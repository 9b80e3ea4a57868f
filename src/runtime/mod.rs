//! Motion runtime
//!
//! The MotionRuntime is the engine's front door: it accepts a tagged
//! [`MotionIntent`] for an actor, checks the intent's preconditions against
//! the current scene, plans, and drives the plan to completion. Precondition
//! failures reject the intent before any step is created, so a rejected
//! dispatch leaves the scene untouched.

use std::sync::Arc;

use thiserror::Error;

use crate::config::EngineConfig;
use crate::executor::{ExecutionResult, Executor, PlanObserver};
use crate::planner::{create_drop_plan, create_pick_plan, find_target};
use crate::scene::SceneHandle;
use crate::scheduler::TickScheduler;
use crate::types::{ActorId, MotionIntent, Plan, PlanId};

/// Intent dispatch errors. All are precondition rejections: none of them
/// leaves a partially-executed plan behind.
#[derive(Debug, Error)]
pub enum RuntimeError {
    #[error("unknown actor: {0}")]
    UnknownActor(ActorId),
    #[error("actor {0} is already holding an object")]
    AlreadyHolding(ActorId),
    #[error("actor {0} is not holding anything")]
    NothingHeld(ActorId),
    #[error("no object matches description: {0:?}")]
    NoMatchingObject(String),
}

/// What a successful dispatch produced and how it ended.
#[derive(Debug, Clone)]
pub struct DispatchOutcome {
    pub plan: PlanId,
    pub steps: usize,
    pub result: ExecutionResult,
}

/// The intent-to-motion pipeline over one shared scene.
pub struct MotionRuntime {
    scene: SceneHandle,
    config: EngineConfig,
    executor: Executor,
    scheduler: TickScheduler,
}

impl MotionRuntime {
    /// Create a runtime over a shared scene.
    pub fn new(scene: SceneHandle, config: EngineConfig) -> Self {
        let executor = Executor::new(config.clone());
        Self {
            scene,
            config,
            executor,
            scheduler: TickScheduler::new(),
        }
    }

    /// Attach a plan lifecycle observer.
    pub fn with_observer(mut self, observer: Arc<dyn PlanObserver>) -> Self {
        self.executor = Executor::new(self.config.clone()).with_observer(observer);
        self
    }

    /// The shared scene handle.
    pub fn scene(&self) -> &SceneHandle {
        &self.scene
    }

    /// Cancel every plan this runtime is currently driving.
    pub fn shutdown(&self) {
        self.scheduler.shutdown();
    }

    /// Dispatch an intent for an actor and drive the resulting plan to
    /// completion.
    ///
    /// Holds the scene lock only while checking preconditions and planning;
    /// execution re-acquires it tick by tick.
    pub async fn dispatch(
        &self,
        intent: MotionIntent,
        actor_id: &ActorId,
    ) -> Result<DispatchOutcome, RuntimeError> {
        let plan = self.plan_for(intent, actor_id).await?;
        let steps = plan.len();
        let plan_id = plan.id.clone();
        tracing::info!(actor = %actor_id, plan = %plan_id, steps, "intent dispatched");

        let result = self
            .executor
            .run(
                plan,
                actor_id.clone(),
                self.scene.clone(),
                self.scheduler.register(),
            )
            .await;

        Ok(DispatchOutcome {
            plan: plan_id,
            steps,
            result,
        })
    }

    async fn plan_for(
        &self,
        intent: MotionIntent,
        actor_id: &ActorId,
    ) -> Result<Plan, RuntimeError> {
        let scene = self.scene.read().await;
        let actor = scene
            .actor(actor_id)
            .ok_or_else(|| RuntimeError::UnknownActor(actor_id.clone()))?;

        match intent {
            MotionIntent::Pick { description } => {
                if actor.is_holding() {
                    return Err(RuntimeError::AlreadyHolding(actor_id.clone()));
                }
                let objects: Vec<_> = scene.objects().cloned().collect();
                let target = find_target(&objects, &description)
                    .ok_or(RuntimeError::NoMatchingObject(description))?;
                Ok(create_pick_plan(actor, target, &self.config))
            }
            MotionIntent::Drop => {
                if !actor.is_holding() {
                    return Err(RuntimeError::NothingHeld(actor_id.clone()));
                }
                Ok(create_drop_plan(actor, &self.config))
            }
        }
    }
}
//! # Marionette
//!
//! Motion orchestration engine for articulated figures.
//!
//! This crate contains:
//! - Pose / Actor / Object / Step / Plan definitions
//! - Joint constraints, interpolation and the named-motion library
//! - Deterministic geometric planning (pick / drop)
//! - Tick-driven plan execution as an explicit state machine
//!
//! This crate does NOT care about:
//! - How intents are parsed from natural language
//! - How the resulting poses are rendered
//! - Scene authoring, persistence, or UI

pub mod config;
pub mod constraint;
pub mod executor;
pub mod motion;
pub mod planner;
pub mod runtime;
pub mod scene;
pub mod scheduler;
pub mod types;

/// Prelude for convenient imports
pub mod prelude {
    pub use crate::config::{ConfigError, EngineConfig};
    pub use crate::constraint::constrain;
    pub use crate::executor::{
        CursorStatus, ExecState, ExecutionResult, Executor, PlanCursor, PlanObserver, StepEvent,
    };
    pub use crate::motion::{easing::Easing, interpolate, library};
    pub use crate::planner::{create_drop_plan, create_pick_plan, find_target};
    pub use crate::runtime::{DispatchOutcome, MotionRuntime, RuntimeError};
    pub use crate::scene::{Scene, SceneError, SceneHandle};
    pub use crate::scheduler::TickScheduler;
    pub use crate::types::{
        ActionStep, Actor, ActorId, MotionIntent, ObjectId, Plan, PlanId, Pose, SceneObject,
        Shape, StepKind,
    };
}

// Re-export key types at crate root
pub use config::EngineConfig;
pub use executor::{ExecutionResult, Executor, PlanCursor, PlanObserver};
pub use runtime::{MotionRuntime, RuntimeError};
pub use scene::{Scene, SceneHandle};
pub use scheduler::TickScheduler;
pub use types::{ActionStep, Actor, ActorId, MotionIntent, ObjectId, Plan, Pose, SceneObject};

What the exercise asks.
Word for word, quote the lines of the material from the first line through the line with "intent's preconditions against", both ends included.

Solution below.
repository 9b80e3ea4a57868f
filename src/runtime/mod.rs
//! Motion runtime
//!
//! The MotionRuntime is the engine's front door: it accepts a tagged
//! [`MotionIntent`] for an actor, checks the intent's preconditions against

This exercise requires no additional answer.